La Bourgogne-Franche-Comté gagne presque autant d'habitants qu'elle n'en perd par an en raison des mouvements migratoires avec le reste de la France métropolitaine. Dans la région, la Côte-d’Or et le Doubs sont les plus attractifs pour les habitants d’autres régions ou d'un autre département de Bourgogne-Franche-Comté. Le quart des nouveaux arrivants dans la région est âgé de 18 à 24 ans. Près de 50 % des actifs qui s’installent occupent un emploi dans le secteur public (34 %) ou l'industrie (13 %).

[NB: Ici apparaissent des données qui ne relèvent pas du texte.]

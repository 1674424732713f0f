//! Filesystem-backed record of the last-synchronized intent definitions.
//!
//! The store exists for one purpose: change detection.  Before touching the
//! remote provider, the sync pipeline compares the incoming definition text
//! against the copy recorded here; a byte-for-byte match means the remote
//! provider already holds this definition and the sync is a no-op.
//!
//! Records are keyed by `(language, intent, component, file)` and live at a
//! deterministic path under the store's base directory.  The pipeline only
//! writes a record after a successful upload, so the stored content always
//! equals the most recently uploaded definition — never an in-flight one.
//! Records are never deleted by the store itself.

pub mod error;

use std::path::{Path, PathBuf};

use serde::{Deserialize, Serialize};

pub use error::{Result, StoreError};

// ---------------------------------------------------------------------------
// Key
// ---------------------------------------------------------------------------

/// Identity of one intent definition.
#[derive(Debug, Clone, PartialEq, Eq, Hash, Serialize, Deserialize)]
pub struct ModelKey {
    /// BCP-47-ish language tag (e.g. `en_US`).
    pub language: String,
    /// Intent name, doubling as the provider context tag.
    pub intent: String,
    /// The component that published this definition.
    pub component: String,
    /// Definition file name within the component.
    pub file: String,
}

impl ModelKey {
    /// Relative storage path for this key: `{language}/{intent}/{component}/{file}`.
    fn relative_path(&self) -> PathBuf {
        Path::new(&self.language)
            .join(&self.intent)
            .join(&self.component)
            .join(&self.file)
    }

    /// Composite remote model name, `{intent}__{language}`.
    ///
    /// The provider namespaces models by a single flat name, so intent and
    /// language are joined with the same `__` separator used inside intent
    /// values.
    pub fn remote_name(&self) -> String {
        format!("{}__{}", self.intent, self.language)
    }
}

impl std::fmt::Display for ModelKey {
    fn fmt(&self, f: &mut std::fmt::Formatter<'_>) -> std::fmt::Result {
        write!(
            f,
            "{}/{}/{}/{}",
            self.language, self.intent, self.component, self.file
        )
    }
}

// ---------------------------------------------------------------------------
// Store
// ---------------------------------------------------------------------------

/// Filesystem-backed store of last-synchronized definition texts.
#[derive(Debug, Clone)]
pub struct ModelStore {
    base_dir: PathBuf,
}

impl ModelStore {
    /// Create a store rooted at `base_dir`.
    ///
    /// The directory is created lazily on first write.
    #[must_use]
    pub fn new(base_dir: impl Into<PathBuf>) -> Self {
        Self {
            base_dir: base_dir.into(),
        }
    }

    /// Absolute path of the record for `key`.
    pub fn path_for(&self, key: &ModelKey) -> PathBuf {
        self.base_dir.join(key.relative_path())
    }

    /// Read the recorded definition for `key`, if one exists.
    pub fn read(&self, key: &ModelKey) -> Result<Option<String>> {
        let path = self.path_for(key);
        match std::fs::read_to_string(&path) {
            Ok(content) => Ok(Some(content)),
            Err(e) if e.kind() == std::io::ErrorKind::NotFound => Ok(None),
            Err(e) => Err(e.into()),
        }
    }

    /// Whether the recorded definition for `key` equals `content`
    /// byte-for-byte.
    pub fn is_current(&self, key: &ModelKey, content: &str) -> Result<bool> {
        Ok(self.read(key)?.as_deref() == Some(content))
    }

    /// Record `content` as the last-synchronized definition for `key`.
    ///
    /// Creates intermediate directories as needed and overwrites any
    /// previous record.
    pub fn write(&self, key: &ModelKey, content: &str) -> Result<()> {
        let path = self.path_for(key);
        if let Some(parent) = path.parent() {
            std::fs::create_dir_all(parent)?;
        }
        std::fs::write(&path, content)?;
        tracing::debug!(key = %key, path = %path.display(), "model record written");
        Ok(())
    }
}

// ---------------------------------------------------------------------------
// Tests
// ---------------------------------------------------------------------------
//! Daemon configuration.
//!
//! Configuration is an immutable snapshot: every pipeline and engine call
//! receives an `Arc<DaemonConfig>` taken at entry, and reconfiguration
//! replaces the whole snapshot atomically through [`ConfigHandle`].  Nothing
//! in the daemon mutates configuration fields in place.

use std::path::{Path, PathBuf};
use std::sync::{Arc, RwLock};

use serde::{Deserialize, Serialize};
use voxbridge_provider::AppCredentials;

use crate::error::{DaemonError, Result};
use crate::mqtt::MqttConfig;

fn default_confidence_threshold() -> f64 {
    0.7
}

/// Complete daemon configuration, loadable from TOML.
#[derive(Debug, Clone, Serialize, Deserialize)]
pub struct DaemonConfig {
    /// Active language tag (e.g. `en_US`).
    pub language: String,

    /// Minimum confidence to route without confirmation.
    #[serde(default = "default_confidence_threshold")]
    pub confidence_threshold: f64,

    /// Provider application id for the understand endpoints.
    pub app_id: String,
    /// Provider application key for the understand endpoints.
    pub app_key: String,
    /// Provider account username, used for session renewal.
    pub username: String,
    /// Provider account password, used for session renewal.
    pub password: String,

    /// Working directory; model records live under `{workdir}/models`.
    pub workdir: PathBuf,

    /// Dialog text directory; defaults to `{workdir}/dialogs`.
    #[serde(default)]
    pub dialogs: Option<PathBuf>,

    /// Message bus connection.
    #[serde(default)]
    pub mqtt: MqttConfig,
}

impl DaemonConfig {
    /// Load and validate a configuration from a TOML file.
    pub fn from_toml_file(path: impl AsRef<Path>) -> Result<Self> {
        let raw = std::fs::read_to_string(path)?;
        let config: Self = toml::from_str(&raw)?;
        config.validate()?;
        Ok(config)
    }

    /// Reject configurations missing a required credential.
    pub fn validate(&self) -> Result<()> {
        for (name, value) in [
            ("app_id", &self.app_id),
            ("app_key", &self.app_key),
            ("username", &self.username),
            ("password", &self.password),
            ("language", &self.language),
        ] {
            if value.is_empty() {
                return Err(DaemonError::InvalidConfig {
                    reason: format!("missing parameter `{name}`"),
                });
            }
        }
        if !(0.0..=1.0).contains(&self.confidence_threshold) {
            return Err(DaemonError::InvalidConfig {
                reason: format!(
                    "confidence_threshold {} outside [0, 1]",
                    self.confidence_threshold
                ),
            });
        }
        Ok(())
    }

    /// Application credentials for the understand endpoints.
    pub fn app_credentials(&self) -> AppCredentials {
        AppCredentials {
            app_id: self.app_id.clone(),
            app_key: self.app_key.clone(),
        }
    }

    /// Directory holding the last-synchronized model records.
    pub fn models_dir(&self) -> PathBuf {
        self.workdir.join("models")
    }

    /// Directory holding the localized dialog texts.
    pub fn dialogs_dir(&self) -> PathBuf {
        self.dialogs
            .clone()
            .unwrap_or_else(|| self.workdir.join("dialogs"))
    }
}

/// Shared handle to the current configuration snapshot.
///
/// Readers take a cheap `Arc` clone; reconfiguration swaps the snapshot in
/// one write.
#[derive(Clone)]
pub struct ConfigHandle {
    inner: Arc<RwLock<Arc<DaemonConfig>>>,
}

impl ConfigHandle {
    /// Wrap an initial configuration.
    #[must_use]
    pub fn new(config: DaemonConfig) -> Self {
        Self {
            inner: Arc::new(RwLock::new(Arc::new(config))),
        }
    }

    /// The current snapshot.
    pub fn snapshot(&self) -> Arc<DaemonConfig> {
        self.inner.read().unwrap().clone()
    }

    /// Atomically replace the configuration.
    ///
    /// In-flight operations keep the snapshot they started with.
    pub fn replace(&self, config: DaemonConfig) {
        tracing::info!(language = %config.language, "configuration replaced");
        *self.inner.write().unwrap() = Arc::new(config);
    }
}

// ---------------------------------------------------------------------------
// Tests
// ---------------------------------------------------------------------------
//! Classification outcomes.

use std::collections::HashMap;

use serde::{Deserialize, Serialize};

/// The result of classifying one understand response.
///
/// Exactly one interpretation (the first returned by the provider) is ever
/// acted upon; every variant below describes what should happen to it.
#[derive(Debug, Clone, PartialEq, Serialize, Deserialize)]
#[serde(tag = "outcome", rename_all = "snake_case")]
pub enum Outcome {
    /// A confident, routable command for a live component.
    Route {
        /// Target module, dot-path decoded (e.g. `tux.aptitudes.light`).
        module: String,
        /// Capacity (operation) of the module to invoke.
        capacity: String,
        /// Named arguments extracted from the interpretation's concepts.
        arguments: HashMap<String, serde_json::Value>,
        /// Provider confidence in `[0, 1]`.
        confidence: f64,
    },

    /// The intent matched but confidence fell below the threshold; the user
    /// should be asked to repeat or confirm.
    NeedConfirmation {
        /// Provider confidence that was judged insufficient.
        confidence: f64,
    },

    /// The provider explicitly matched nothing (`NO_MATCH`).
    NoMatch,

    /// The intent value was not encoded as `{module}__{capacity}`.
    ///
    /// This means a definition was misnamed on the provider side; the raw
    /// value is kept for diagnostics.
    BadIntentName {
        /// The offending intent value as returned by the provider.
        raw_value: String,
    },

    /// The target module is known but not currently alive.
    CapacityUnavailable {
        /// Decoded target module.
        module: String,
        /// Requested capacity.
        capacity: String,
    },

    /// The provider returned no usable interpretation at all (muted
    /// microphone, silence, empty result).
    NoInterpretation,
}
//! CLI entry point for voxbridge.
//!
//! This binary provides the `voxbridge` command with offline subcommands
//! for inspecting captured provider responses and validating daemon
//! configuration files.

use std::path::PathBuf;

use anyhow::{Context, Result};
use clap::{Parser, Subcommand};
use tracing_subscriber::EnvFilter;
use voxbridge_daemon::DaemonConfig;
use voxbridge_engine::classify;
use voxbridge_provider::UnderstandResponse;

// ---------------------------------------------------------------------------
// CLI definition
// ---------------------------------------------------------------------------

/// voxbridge — voice-intent bridge between a cloud NLU provider and a
/// component-based automation bus.
#[derive(Parser)]
#[command(name = "voxbridge", version, about = "voxbridge — voice-intent bridge")]
struct Cli {
    #[command(subcommand)]
    command: Commands,
}

#[derive(Subcommand)]
enum Commands {
    /// Classify a captured provider response and print the outcome.
    Classify {
        /// Path to a JSON file holding a raw understand response.
        #[arg(long)]
        response: PathBuf,

        /// Confidence threshold for routing without confirmation.
        #[arg(long, default_value_t = 0.7)]
        threshold: f64,
    },

    /// Load and validate a daemon configuration file.
    CheckConfig {
        /// Path to the TOML configuration file.
        #[arg(long)]
        config: PathBuf,
    },
}

// ---------------------------------------------------------------------------
// Main
// ---------------------------------------------------------------------------

#[tokio::main]
async fn main() -> Result<()> {
    dotenvy::dotenv().ok();

    tracing_subscriber::fmt()
        .with_env_filter(EnvFilter::try_from_default_env().unwrap_or_else(|_| "info".into()))
        .init();

    let cli = Cli::parse();

    match cli.command {
        Commands::Classify {
            response,
            threshold,
        } => cmd_classify(&response, threshold),
        Commands::CheckConfig { config } => cmd_check_config(&config),
    }
}

// ---------------------------------------------------------------------------
// Subcommand: classify
// ---------------------------------------------------------------------------

fn cmd_classify(path: &PathBuf, threshold: f64) -> Result<()> {
    let raw = std::fs::read_to_string(path)
        .with_context(|| format!("failed to read {}", path.display()))?;
    let response: UnderstandResponse =
        serde_json::from_str(&raw).context("response is not a valid understand payload")?;

    // Offline classification has no registry to consult; assume every
    // module is alive so the routing decision itself is visible.
    let all_alive = |_: &str| true;
    let outcome = classify(&response, threshold, &all_alive);

    println!("{}", serde_json::to_string_pretty(&outcome)?);
    Ok(())
}

// ---------------------------------------------------------------------------
// Subcommand: check-config
// ---------------------------------------------------------------------------

fn cmd_check_config(path: &PathBuf) -> Result<()> {
    let config = DaemonConfig::from_toml_file(path)
        .with_context(|| format!("invalid configuration at {}", path.display()))?;

    println!("configuration ok");
    println!("  language:   {}", config.language);
    println!("  threshold:  {}", config.confidence_threshold);
    println!("  workdir:    {}", config.workdir.display());
    println!("  models dir: {}", config.models_dir().display());
    println!("  mqtt:       {}:{}", config.mqtt.host, config.mqtt.port);
    Ok(())
}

Insee Flash Bourgogne-Franche-Comté
No 36
Paru le : 29/06/2017

Plus de 47 300 personnes provenant d'une autre région de France métropolitaine se sont installées en Bourgogne-Franche-Comté en 2013. Cela représente près de 1,75 % de la population moyenne régionale, soit un taux d'entrants inférieur à celui des régions des façades atlantique ou méditerranéenne, mais bien supérieur à celui de Grand Est et des Hauts-de-France.

La même année, près de 48 300 personnes ont quitté la Bourgogne-Franche-Comté pour s’installer ailleurs en France métropolitaine, soit un nombre proche de celui des arrivées. Ainsi, l’effet des départs sur le solde migratoire est modéré et correspond à une perte d'environ 1 000 personnes. Par rapport aux autres régions métropolitaines, la Bourgogne-Franche-Comté occupe une position médiane, proche de celle du Centre-Val de Loire, mais aussi de Provence-Alpes-Côte d’Azur.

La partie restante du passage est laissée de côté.